* [PATCH 00/43] www: async git cat-file w/ -httpd
@ 2020-07-05 23:27 7% Eric Wong
2020-07-05 23:27 5% ` [PATCH 14/43] mboxgz: do asynchronous git blob retrievals Eric Wong
0 siblings, 1 reply; 2+ results
From: Eric Wong @ 2020-07-05 23:27 UTC (permalink / raw)
To: meta
This allows -httpd to make better use of time it spends waiting
on git-cat-file to respond. It allows us to deal with
high-latency HDD storage without a client monopolizing the event
loop.
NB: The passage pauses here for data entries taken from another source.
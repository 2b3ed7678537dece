//! HTTP status server setup.
//!
//! # Responsibilities
//! - Create Axum Router with the status handlers
//! - Wire up middleware (tracing, request timeout)
//! - Serve until the shutdown signal fires

use std::time::Duration;
use axum::{routing::get, Router};
use tokio::net::TcpListener;
use tower_http::{timeout::TimeoutLayer, trace::TraceLayer};

use crate::config::ListenerConfig;
use crate::health::StatusView;
use crate::http::handlers::{get_health, get_info, get_service_health, get_status};
use crate::lifecycle::ShutdownSignal;

/// Application state injected into handlers.
#[derive(Clone)]
pub struct AppState {
    pub view: StatusView,
}

/// Query server over the monitor's status view.
pub struct StatusServer {
    router: Router,
}

impl StatusServer {
    pub fn new(view: StatusView, config: &ListenerConfig) -> Self {
        let state = AppState { view };
        let router = Self::build_router(config, state);
        Self { router }
    }

    /// Build the Axum router with all middleware layers.
    #[allow(deprecated)]
    fn build_router(config: &ListenerConfig, state: AppState) -> Router {
        Router::new()
            .route("/health", get(get_health))
            .route("/health/{service}", get(get_service_health))
            .route("/info", get(get_info))
            .route("/status", get(get_status))
            .with_state(state)
            .layer(TimeoutLayer::new(Duration::from_secs(config.request_timeout_secs)))
            .layer(TraceLayer::new_for_http())
    }

    pub fn router(&self) -> Router {
        self.router.clone()
    }

    /// Serve on `listener` until `shutdown` fires.
    pub async fn run(self, listener: TcpListener, mut shutdown: ShutdownSignal) -> Result<(), std::io::Error> {
        let addr = listener.local_addr()?;
        tracing::info!(address = %addr, "Status server starting");

        axum::serve(listener, self.router)
            .with_graceful_shutdown(async move { shutdown.recv().await })
            .await?;

        tracing::info!("Status server stopped");
        Ok(())
    }
}
//! Health checking subsystem.
//!
//! # Data Flow
//! ```text
//! Polling loops (monitor.rs):
//!     One task per service
//!     → probe.rs evaluate()
//!     → state.rs record_result() under the shared lock
//!     → observability::metrics on threshold crossings
//!
//! Readers (status.rs):
//!     StatusView::snapshot() under the same lock
//!     → http handlers, CLI
//! ```
//!
//! # Design Decisions
//! - State transitions require consecutive successes/failures
//! - Health state is per-service, one writer per service
//! - Probe failures are data, never errors that stop a loop
//! - Probes are bounded by a per-service timeout; a stalled peer only
//!   delays its own loop

pub mod monitor;
pub mod probe;
pub mod service;
pub mod state;
pub mod status;
pub mod types;

pub use monitor::{Monitor, MonitorHandle};
pub use probe::{Probe, ProbeKind};
pub use service::ServiceSpec;
pub use state::{HealthStatus, ServiceState, Transition};
pub use status::{MonitorSnapshot, ServiceSnapshot, StatusView};
pub use types::{HealthError, ProbeError, ProbeResult};
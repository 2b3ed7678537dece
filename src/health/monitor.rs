//! Polling scheduler.
//!
//! # Responsibilities
//! - Build and validate one probe per configured service
//! - Run one independent polling loop per service
//! - Apply results to the shared state under the lock
//!
//! # Design Decisions
//! - Each service has exactly one writer: its own loop
//! - The lock is never held across an await
//! - Sleep follows the probe; a slow probe delays only its own service

use std::collections::HashSet;
use std::sync::{Arc, RwLock};
use std::time::Duration;
use tokio::task::JoinHandle;
use tokio::time;

use crate::config::MonitorConfig;
use crate::health::probe::Probe;
use crate::health::service::ServiceSpec;
use crate::health::state::ServiceState;
use crate::health::status::{SharedStates, StatusView};
use crate::health::types::HealthError;
use crate::lifecycle::{Shutdown, ShutdownSignal};
use crate::observability::metrics::HealthRecorder;

/// The health-evaluation engine.
///
/// Construction validates every service; `start` spawns the loops.
pub struct Monitor {
    probes: Vec<(ServiceSpec, Probe)>,
    states: SharedStates,
    recorder: Arc<dyn HealthRecorder>,
}

impl Monitor {
    /// Build a monitor from resolved services.
    ///
    /// Fails without starting anything if a probe cannot be built or a name
    /// repeats.
    pub fn new(specs: Vec<ServiceSpec>, recorder: Arc<dyn HealthRecorder>) -> Result<Self, HealthError> {
        let mut names = HashSet::new();
        let mut probes = Vec::with_capacity(specs.len());
        let mut states = Vec::with_capacity(specs.len());

        for spec in specs {
            if !names.insert(spec.name.clone()) {
                return Err(HealthError::DuplicateService(spec.name));
            }

            let probe = Probe::new(&spec)?;
            states.push(ServiceState::new(&spec, probe.target()));
            probes.push((spec, probe));
        }

        Ok(Self {
            probes,
            states: Arc::new(RwLock::new(states)),
            recorder,
        })
    }

    /// Resolve services against the configured defaults and build the monitor.
    pub fn from_config(config: &MonitorConfig, recorder: Arc<dyn HealthRecorder>) -> Result<Self, HealthError> {
        let specs = config
            .services
            .iter()
            .map(|s| ServiceSpec::resolve(s, &config.defaults))
            .collect::<Result<Vec<_>, _>>()?;
        Self::new(specs, recorder)
    }

    /// Read handle usable before and after `start`.
    pub fn status(&self) -> StatusView {
        StatusView::new(self.states.clone())
    }

    pub fn len(&self) -> usize {
        self.probes.len()
    }

    pub fn is_empty(&self) -> bool {
        self.probes.is_empty()
    }

    /// Spawn one polling task per service and return immediately.
    pub fn start(self, shutdown: &Shutdown) -> MonitorHandle {
        let view = self.status();
        let mut tasks = Vec::with_capacity(self.probes.len());

        for (index, (spec, probe)) in self.probes.into_iter().enumerate() {
            tracing::info!(
                service = %spec.name,
                kind = %probe.kind(),
                target = %probe.target(),
                interval_ms = spec.interval.as_millis() as u64,
                healthy_threshold = spec.healthy_threshold,
                unhealthy_threshold = spec.unhealthy_threshold,
                "Starting health check loop"
            );

            let poller = Poller {
                index,
                name: spec.name,
                interval: spec.interval,
                probe,
                states: self.states.clone(),
                recorder: self.recorder.clone(),
            };
            tasks.push(tokio::spawn(poller.run(shutdown.subscribe())));
        }

        MonitorHandle { view, tasks }
    }
}

/// Running monitor.
pub struct MonitorHandle {
    view: StatusView,
    tasks: Vec<JoinHandle<()>>,
}

impl MonitorHandle {
    pub fn status(&self) -> StatusView {
        self.view.clone()
    }

    /// Wait for every loop to exit. Loops exit only on shutdown.
    pub async fn join(self) {
        for task in self.tasks {
            if let Err(e) = task.await {
                tracing::error!(error = %e, "Health check loop panicked");
            }
        }
    }
}

/// One service's polling loop.
struct Poller {
    index: usize,
    name: String,
    interval: Duration,
    probe: Probe,
    states: SharedStates,
    recorder: Arc<dyn HealthRecorder>,
}

impl Poller {
    async fn run(self, mut shutdown: ShutdownSignal) {
        loop {
            let result = tokio::select! {
                result = self.probe.evaluate() => result,
                _ = shutdown.recv() => break,
            };

            tracing::debug!(
                service = %self.name,
                healthy = result.healthy,
                latency_ms = result.latency.as_micros() as f64 / 1000.0,
                error = ?result.error,
                "Health check completed"
            );

            {
                let mut states = self.states.write().expect("service state lock poisoned");
                states[self.index].record_result(result, self.recorder.as_ref());
            }

            tokio::select! {
                _ = time::sleep(self.interval) => {}
                _ = shutdown.recv() => break,
            }
        }

        tracing::info!(service = %self.name, "Health check loop stopped");
    }
}
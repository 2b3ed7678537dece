//! Lifecycle management subsystem.
//!
//! # Data Flow
//! ```text
//! Startup (main.rs):
//!     Load config → Validate → Build monitor → Start loops → Serve status API
//!
//! Shutdown (shutdown.rs):
//!     Signal received → Stop status API → Cancel polling loops → Exit
//!
//! Signals (signals.rs):
//!     SIGTERM/SIGINT → Trigger graceful shutdown
//! ```
//!
//! # Design Decisions
//! - Fail fast: any startup error is fatal, no loop starts
//! - Every long-running task holds a `ShutdownSignal`

pub mod shutdown;
pub mod signals;

pub use shutdown::{Shutdown, ShutdownSignal};
pub use signals::wait_for_signal;
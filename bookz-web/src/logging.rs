//! Tracing setup
//!
//! The subscriber is installed before configuration is read so that config
//! file problems are visible. Its filter starts from `RUST_LOG` or the
//! command-line level and is switched to the configured level afterwards.

use tracing::{warn, Subscriber};
use tracing_subscriber::fmt::MakeWriter;
use tracing_subscriber::layer::SubscriberExt;
use tracing_subscriber::util::SubscriberInitExt;
use tracing_subscriber::{reload, EnvFilter, Registry};

/// Handle for changing the active log filter after startup
pub struct LogLevelHandle {
    handle: reload::Handle<EnvFilter, Registry>,
    /// `RUST_LOG` was set; it wins over any configured level
    from_env: bool,
}

impl LogLevelHandle {
    /// Switch to the configured level unless `RUST_LOG` is in charge
    pub fn apply_configured(&self, level: &str) {
        if !self.from_env {
            self.set_level(level);
        }
    }

    pub fn set_level(&self, level: &str) {
        match EnvFilter::try_new(level) {
            Ok(filter) => {
                if let Err(e) = self.handle.reload(filter) {
                    warn!("Could not change log level: {}", e);
                }
            }
            Err(e) => warn!("Invalid log level '{}': {}", level, e),
        }
    }
}

/// Build a fmt subscriber with a reloadable filter
pub fn build_subscriber<W>(filter: EnvFilter, writer: W) -> (impl Subscriber + Send + Sync + 'static, reload::Handle<EnvFilter, Registry>)
where
    W: for<'w> MakeWriter<'w> + Send + Sync + 'static,
{
    let (filter, handle) = reload::Layer::new(filter);
    let subscriber = tracing_subscriber::registry()
        .with(filter)
        .with(tracing_subscriber::fmt::layer().with_writer(writer));
    (subscriber, handle)
}

/// Install the global subscriber
///
/// `RUST_LOG` wins; otherwise `initial_level` (from the command line or
/// `BOOKZ_LOG`) is used until the configuration has been read.
pub fn init_tracing(initial_level: &str) -> LogLevelHandle {
    let (filter, from_env) = match EnvFilter::try_from_default_env() {
        Ok(filter) => (filter, true),
        Err(_) => (
            EnvFilter::try_new(initial_level).unwrap_or_else(|_| EnvFilter::new("info")),
            false,
        ),
    };

    let (subscriber, handle) = build_subscriber(filter, std::io::stdout);
    subscriber.init();

    LogLevelHandle { handle, from_env }
}
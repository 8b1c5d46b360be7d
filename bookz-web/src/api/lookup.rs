//! ISBN lookup endpoint used by the add-book form

use axum::{
    extract::{Path, State},
    Json,
};
use bookz_common::db::settings;
use bookz_common::isbn::{cover_url, is_checksum_valid, normalize_isbn};
use serde::Serialize;

use super::CurrentUser;
use crate::{ApiError, ApiResult, AppState};

#[derive(Debug, Serialize)]
pub struct LookupResponse {
    pub found: bool,
    pub isbn: String,
    pub title: Option<String>,
    pub author: Option<String>,
    pub cover_url: Option<String>,
}

/// GET /api/lookup/:isbn
///
/// 400 for a malformed ISBN, 403 while lookups are disabled, 502 when the
/// catalog cannot be reached. An unknown ISBN is `found: false`.
pub async fn lookup_isbn(
    State(state): State<AppState>,
    CurrentUser(_user): CurrentUser,
    Path(raw): Path<String>,
) -> ApiResult<Json<LookupResponse>> {
    let isbn = normalize_isbn(&raw)
        .ok_or_else(|| ApiError::BadRequest(format!("Malformed ISBN: {}", raw)))?;

    if !settings::get_isbn_lookup_enabled(&state.db).await? {
        return Err(ApiError::Forbidden("ISBN lookup is disabled".to_string()));
    }

    if !is_checksum_valid(&isbn) {
        tracing::debug!(isbn = %isbn, "ISBN checksum mismatch, looking up anyway");
    }

    let response = match state.lookup.lookup_isbn(&isbn).await? {
        Some(details) => LookupResponse {
            found: true,
            cover_url: Some(cover_url(&state.covers_url, &isbn)),
            isbn,
            title: Some(details.title),
            author: Some(details.author),
        },
        None => LookupResponse {
            found: false,
            isbn,
            title: None,
            author: None,
            cover_url: None,
        },
    };

    Ok(Json(response))
}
Even on a mid-range consumer-grade SSD, this seems to
give a 10+% speed improvement for HTTP responses requiring many
blobs, including all /T/, /t/, and /t.mbox.gz endpoints.
This only benefits indexed inboxes (both v1 and v2); I'm not
sure if anybody still uses unindexed v1 inboxes nowadays.
A new xt/httpd-async-stream.t maintainer test ensures checksums
for responses before and after this series match exactly as
before.
This builds off a branch I started several months ago (but never
published here) to integrate gzip responses into our codebase
and remove our optional dependency on Plack::Middleware::Deflater.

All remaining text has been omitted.